[Collected data entries]
══════

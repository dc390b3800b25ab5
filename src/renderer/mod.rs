//! Rendering module
//!
//! CPU-side quad generation and projection, plus the WebGPU pipeline that
//! draws flat-colored triangles.

pub mod pipeline;
pub mod projection;
pub mod shapes;
pub mod vertex;

pub use pipeline::RenderState;
pub use projection::Projection;
pub use shapes::{quad, quad_corners};
pub use vertex::{Vertex, colors};
//! # rxlive: replay-free subscriptions for sticky containers
//!
//! A [`LiveData`] replays its current value to every new subscriber. That is
//! what state consumers want, and exactly what event consumers don't: a
//! navigation request or a toast must not fire again just because a screen
//! re-subscribed. `rxlive` adds no-replay registrations on top of the
//! container without touching its delivery rules.
//!
//! ## Quick Start
//!
//! ```rust
//! use std::{cell::RefCell, rc::Rc};
//!
//! use rxlive::prelude::*;
//!
//! let host = LocalLifecycle::local();
//! host.set_current_state(LifecycleState::Resumed).unwrap();
//!
//! let events = LiveData::local_with("stale");
//! let seen = Rc::new(RefCell::new(vec![]));
//!
//! let c_seen = seen.clone();
//! let _sub = events.subscribe_no_replay(&host, move |v| c_seen.borrow_mut().push(v));
//! events.set_value("fresh");
//!
//! assert_eq!(*seen.borrow(), ["fresh"]);
//! ```
//!
//! ## Key Concepts
//!
//! | Type | Description |
//! |------|-------------|
//! | [`Local`] / [`Shared`] | Execution contexts (single-thread vs thread-movable) |
//! | [`LiveData`] | Sticky container of zero or one value |
//! | [`LifecycleRegistry`] | Host scope driven by explicit events |
//! | [`ExtendedLifecycle`] | Derived scope active from the host's `Created` phase |
//! | [`SkipReplayObserver`] | Drops the first delivery when a value was present |
//! | [`Subscription`] | Handle to cancel a registration |
//!
//! ## Feature Flags
//!
//! - **`shared`** (default): `Arc<Mutex<_>>` backed containers and lifecycles
//!
//! [`Local`]: prelude::Local
//! [`Shared`]: prelude::Shared
//! [`LiveData`]: live_data::LiveData
//! [`LifecycleRegistry`]: lifecycle::LifecycleRegistry
//! [`ExtendedLifecycle`]: lifecycle::ExtendedLifecycle
//! [`SkipReplayObserver`]: no_replay::SkipReplayObserver
//! [`Subscription`]: subscription::Subscription

pub mod context;
pub mod lifecycle;
pub mod live_data;
pub mod no_replay;
pub mod observer;
pub mod prelude;
pub mod rc;
pub mod subscription;

pub use prelude::*;

#[cfg(all(doctest, not(target_arch = "wasm32")))]
mod __markdown_doctests {
  mod readme {
    #![doc = include_str!("../README.md")]
  }
}
use super::{Lifecycle, LifecycleError, LifecycleEvent, LifecycleState};
#[cfg(feature = "shared")]
use crate::context::Shared;
use crate::{
  context::{Context, Local, RcDeref, RcDerefMut},
  observer::Observer,
  subscription::{DynamicSubscriptions, Subscription},
};

/// Pointer to the shared state of a [`LifecycleRegistry`] in context `C`.
pub(crate) type RegistryPtr<'a, C> =
  <C as Context>::RcMut<RegistryState<<C as Context>::BoxedObserver<'a, LifecycleEvent>>>;

pub struct RegistryState<O> {
  state: LifecycleState,
  observers: DynamicSubscriptions<ObserverSlot<O>>,
}

struct ObserverSlot<O> {
  /// `None` while the observer is being called.
  observer: Option<O>,
  /// The state this observer has been told about so far.
  state: LifecycleState,
}

impl<O> ObserverSlot<O> {
  fn next_event(&self, target: LifecycleState) -> Option<LifecycleEvent> {
    self.observer.as_ref()?;
    if self.state > target {
      LifecycleEvent::down_from(self.state)
    } else if self.state < target {
      LifecycleEvent::up_from(self.state)
    } else {
      None
    }
  }
}

/// A host scope driven by explicit events.
///
/// The registry keeps every observer in step with its own state one event at
/// a time: moving a `Resumed` registry to `Destroyed` tells each observer
/// `Paused`, `Stopped` and `Destroyed` in turn (newest observer first), and
/// moving up tells `Created`, `Started`, `Resumed` (oldest observer first).
/// After reaching `Destroyed` all observers are released.
///
/// Observers are never called while the registry state is borrowed, so they
/// may add or remove observers and drive further events from inside their
/// callbacks. A panicking observer is put back into its slot and the panic
/// propagates; the registry keeps its new state and the remaining observers
/// are caught up by the next transition.
///
/// # Example
///
/// ```rust
/// use std::{cell::RefCell, rc::Rc};
///
/// use rxlive::prelude::*;
///
/// let host = LocalLifecycle::local();
/// host.handle_lifecycle_event(LifecycleEvent::Created).unwrap();
/// host.handle_lifecycle_event(LifecycleEvent::Started).unwrap();
///
/// let seen = Rc::new(RefCell::new(vec![]));
/// let c_seen = seen.clone();
/// let observer = FnMutObserver(move |e: LifecycleEvent| c_seen.borrow_mut().push(e));
/// let _sub = host.add_observer(observer.into_boxed());
///
/// // Caught up on registration.
/// assert_eq!(*seen.borrow(), [LifecycleEvent::Created, LifecycleEvent::Started]);
/// ```
pub struct LifecycleRegistry<'a, C: Context> {
  inner: RegistryPtr<'a, C>,
}

pub type LocalLifecycle<'a> = LifecycleRegistry<'a, Local>;

#[cfg(feature = "shared")]
pub type SharedLifecycle<'a> = LifecycleRegistry<'a, Shared>;

impl<'a> LifecycleRegistry<'a, Local> {
  /// Create a single-threaded registry in the `Initialized` state.
  pub fn local() -> Self { Self::new() }
}

#[cfg(feature = "shared")]
impl<'a> LifecycleRegistry<'a, Shared> {
  /// Create a thread-movable registry in the `Initialized` state.
  pub fn shared() -> Self { Self::new() }
}

impl<'a, C: Context> Clone for LifecycleRegistry<'a, C> {
  fn clone(&self) -> Self { Self { inner: self.inner.clone() } }
}

impl<'a, C: Context> Default for LifecycleRegistry<'a, C> {
  fn default() -> Self { Self::new() }
}

impl<'a, C: Context> LifecycleRegistry<'a, C> {
  pub fn new() -> Self {
    let state =
      RegistryState { state: LifecycleState::Initialized, observers: DynamicSubscriptions::new() };
    Self { inner: From::from(state) }
  }

  pub fn current_state(&self) -> LifecycleState { self.inner.rc_deref().state }

  pub fn observer_count(&self) -> usize { self.inner.rc_deref().observers.len() }

  /// Move to the state that follows `event`.
  pub fn handle_lifecycle_event(&self, event: LifecycleEvent) -> Result<(), LifecycleError> {
    self.set_current_state(event.target_state())
  }

  /// Move straight to `next`, stepping every observer through the events in
  /// between.
  pub fn set_current_state(&self, next: LifecycleState) -> Result<(), LifecycleError> {
    let current = {
      let mut inner = self.inner.rc_deref_mut();
      let current = inner.state;
      if current == next {
        return Ok(());
      }
      match (current, next) {
        (LifecycleState::Initialized, LifecycleState::Destroyed) => {
          return Err(LifecycleError::DestroyedBeforeCreated);
        }
        (LifecycleState::Destroyed, target) => {
          return Err(LifecycleError::AlreadyDestroyed { target });
        }
        _ => inner.state = next,
      }
      current
    };
    tracing::debug!(from = ?current, to = ?next, "lifecycle state changed");

    self.sync();
    if next == LifecycleState::Destroyed {
      self.release_observers();
    }
    Ok(())
  }

  /// Register `observer` and catch it up with the current state.
  ///
  /// Registering on a destroyed registry is a no-op that returns a closed
  /// subscription.
  pub fn add_observer(
    &self, observer: C::BoxedObserver<'a, LifecycleEvent>,
  ) -> LifecycleSubscription<'a, C> {
    let id = {
      let mut inner = self.inner.rc_deref_mut();
      if inner.state == LifecycleState::Destroyed {
        inner.observers.reserve_id()
      } else {
        let slot = ObserverSlot { observer: Some(observer), state: LifecycleState::Initialized };
        let id = inner.observers.add(slot);
        tracing::trace!(observer = id, "lifecycle observer added");
        id
      }
    };
    self.sync();
    LifecycleSubscription { registry: self.inner.clone(), id }
  }

  fn sync(&self) {
    while let Some((id, event, observer)) = self.next_step() {
      tracing::trace!(observer = id, ?event, "dispatching lifecycle event");
      let mut lent = LentObserver { registry: self, id, observer: Some(observer) };
      if let Some(observer) = lent.observer.as_mut() {
        observer.next(event);
      }
    }
  }

  /// Picks the next observer that lags behind the registry, advances its
  /// recorded state by one event and takes it out of its slot.
  fn next_step(&self) -> Option<(usize, LifecycleEvent, C::BoxedObserver<'a, LifecycleEvent>)> {
    let mut inner = self.inner.rc_deref_mut();
    let target = inner.state;
    let down = inner.observers.iter_mut().rev().find_map(|(id, slot)| {
      slot.next_event(target).filter(|_| slot.state > target).map(|event| (id, event))
    });
    let (id, event) = down.or_else(|| {
      inner.observers.iter_mut().find_map(|(id, slot)| slot.next_event(target).map(|e| (id, e)))
    })?;

    let slot = inner.observers.get_mut(id)?;
    slot.state = event.target_state();
    let observer = slot.observer.take()?;
    Some((id, event, observer))
  }

  fn restore(&self, id: usize, observer: C::BoxedObserver<'a, LifecycleEvent>) {
    let mut observer = Some(observer);
    if let Some(slot) = self.inner.rc_deref_mut().observers.get_mut(id) {
      slot.observer = observer.take();
    }
    // Removed while it was running; drop it outside the borrow.
    drop(observer);
  }

  fn release_observers(&self) {
    let released: Vec<_> = self.inner.rc_deref_mut().observers.drain().collect();
    tracing::debug!(count = released.len(), "lifecycle destroyed, releasing observers");
    drop(released);
  }
}

/// An observer taken out of its slot for a call; put back on drop, panics
/// included.
struct LentObserver<'g, 'a, C: Context> {
  registry: &'g LifecycleRegistry<'a, C>,
  id: usize,
  observer: Option<C::BoxedObserver<'a, LifecycleEvent>>,
}

impl<'g, 'a, C: Context> Drop for LentObserver<'g, 'a, C> {
  fn drop(&mut self) {
    if let Some(observer) = self.observer.take() {
      self.registry.restore(self.id, observer);
    }
  }
}

impl<'a, C: Context> Lifecycle for LifecycleRegistry<'a, C> {
  type BoxedObserver = C::BoxedObserver<'a, LifecycleEvent>;
  type Unsub = LifecycleSubscription<'a, C>;

  fn current_state(&self) -> LifecycleState { LifecycleRegistry::current_state(self) }

  fn add_observer(&self, observer: Self::BoxedObserver) -> Self::Unsub {
    LifecycleRegistry::add_observer(self, observer)
  }
}

/// Registration of an observer on a [`LifecycleRegistry`].
pub struct LifecycleSubscription<'a, C: Context> {
  registry: RegistryPtr<'a, C>,
  id: usize,
}

impl<'a, C: Context> Subscription for LifecycleSubscription<'a, C> {
  fn unsubscribe(self) {
    let removed = self.registry.rc_deref_mut().observers.remove(self.id);
    drop(removed);
  }

  fn is_closed(&self) -> bool { !self.registry.rc_deref().observers.contains(self.id) }
}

══════

## Instructions to follow
What is needed is every line from the start of the entries through the line containing "pub mod context;", returned word for word and nothing else.

## Result of this task
repository dc390b3800b25ab5
filename src/renderer/mod.rs
//! Rendering module
//!
//! CPU-side quad generation and projection, plus the WebGPU pipeline that
//! draws flat-colored triangles.

pub mod pipeline;
pub mod projection;
pub mod shapes;
pub mod vertex;

pub use pipeline::RenderState;
pub use projection::Projection;
pub use shapes::{quad, quad_corners};
pub use vertex::{Vertex, colors};
//! # rxlive: replay-free subscriptions for sticky containers
//!
//! A [`LiveData`] replays its current value to every new subscriber. That is
//! what state consumers want, and exactly what event consumers don't: a
//! navigation request or a toast must not fire again just because a screen
//! re-subscribed. `rxlive` adds no-replay registrations on top of the
//! container without touching its delivery rules.
//!
//! ## Quick Start
//!
//! ```rust
//! use std::{cell::RefCell, rc::Rc};
//!
//! use rxlive::prelude::*;
//!
//! let host = LocalLifecycle::local();
//! host.set_current_state(LifecycleState::Resumed).unwrap();
//!
//! let events = LiveData::local_with("stale");
//! let seen = Rc::new(RefCell::new(vec![]));
//!
//! let c_seen = seen.clone();
//! let _sub = events.subscribe_no_replay(&host, move |v| c_seen.borrow_mut().push(v));
//! events.set_value("fresh");
//!
//! assert_eq!(*seen.borrow(), ["fresh"]);
//! ```
//!
//! ## Key Concepts
//!
//! | Type | Description |
//! |------|-------------|
//! | [`Local`] / [`Shared`] | Execution contexts (single-thread vs thread-movable) |
//! | [`LiveData`] | Sticky container of zero or one value |
//! | [`LifecycleRegistry`] | Host scope driven by explicit events |
//! | [`ExtendedLifecycle`] | Derived scope active from the host's `Created` phase |
//! | [`SkipReplayObserver`] | Drops the first delivery when a value was present |
//! | [`Subscription`] | Handle to cancel a registration |
//!
//! ## Feature Flags
//!
//! - **`shared`** (default): `Arc<Mutex<_>>` backed containers and lifecycles
//!
//! [`Local`]: prelude::Local
//! [`Shared`]: prelude::Shared
//! [`LiveData`]: live_data::LiveData
//! [`LifecycleRegistry`]: lifecycle::LifecycleRegistry
//! [`ExtendedLifecycle`]: lifecycle::ExtendedLifecycle
//! [`SkipReplayObserver`]: no_replay::SkipReplayObserver
//! [`Subscription`]: subscription::Subscription

pub mod context;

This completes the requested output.